───── Material provided
use serde::{Deserialize, Serialize};

/// Identity of the conversation this console is attached to.
#[derive(Debug, Clone, PartialEq, Eq, Serialize, Deserialize)]
pub struct Session {
    pub session_id: String,
    pub user_id: String,
}

impl Session {
    pub fn new(session_id: impl Into<String>, user_id: impl Into<String>) -> Self {
        Self {
            session_id: session_id.into(),
            user_id: user_id.into(),
        }
    }

    /// A locally generated identity, used when the gateway omits one
    /// or cannot be reached.
    pub fn local(user_id: impl Into<String>) -> Self {
        Self::new(
            format!("local-{}", uuid::Uuid::new_v4()),
            user_id,
        )
    }

    pub fn is_local(&self) -> bool {
        self.session_id.starts_with("local-")
    }
}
──────────
## What you will do
Your answer must consist only of the lines from the start of the records above through the line with "cannot be reached.", each retyped exactly.

## Answer space
use serde::{Deserialize, Serialize};

/// Identity of the conversation this console is attached to.
#[derive(Debug, Clone, PartialEq, Eq, Serialize, Deserialize)]
pub struct Session {
    pub session_id: String,
    pub user_id: String,
}

impl Session {
    pub fn new(session_id: impl Into<String>, user_id: impl Into<String>) -> Self {
        Self {
            session_id: session_id.into(),
            user_id: user_id.into(),
        }
    }

    /// A locally generated identity, used when the gateway omits one
    /// or cannot be reached.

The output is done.